### INFORMATION SHOWN

//! Command-line arguments for the image generator

use std::path::PathBuf;

use clap::Parser;

use crate::constants::RANDOM_SEED;
use crate::generate::GenerateConfig;

/// Generate synthetic ground-truth images as a multi-extension FITS file
#[derive(Parser, Debug, Clone)]
#[command(author, version, about, long_about = None)]
pub struct GenerateArgs {
    /// Output label: names `output/{label}_{md5}.fits` and `latest_filenames/latest_{label}.txt`
    #[arg(long, default_value = "galsim_benchmarks")]
    pub label: String,

    /// Directory under which `output/` and `latest_filenames/` are written
    #[arg(long, default_value = ".")]
    pub output_root: PathBuf,

    /// Base random seed; case i uses seed + i
    #[arg(long, default_value_t = RANDOM_SEED)]
    pub seed: u64,

    /// Render only the named case (repeatable); all cases when omitted
    #[arg(long = "case", value_name = "NAME")]
    pub cases: Vec<String>,

    /// List the available test cases and exit
    #[arg(long, default_value_t = false)]
    pub list: bool,

    /// Disable the progress bar
    #[arg(long, default_value_t = false)]
    pub no_progress: bool,
}

impl GenerateArgs {
    pub fn to_config(&self) -> GenerateConfig {
        GenerateConfig {
            output_root: self.output_root.clone(),
            base_seed: self.seed,
            show_progress: !self.no_progress,
        }
    }
}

### EXERCISE INSTRUCTIONS
What lines in the material above hold the string "Parser"? List them.

### ANSWER TO THIS TASK
use clap::Parser;
#[derive(Parser, Debug, Clone)]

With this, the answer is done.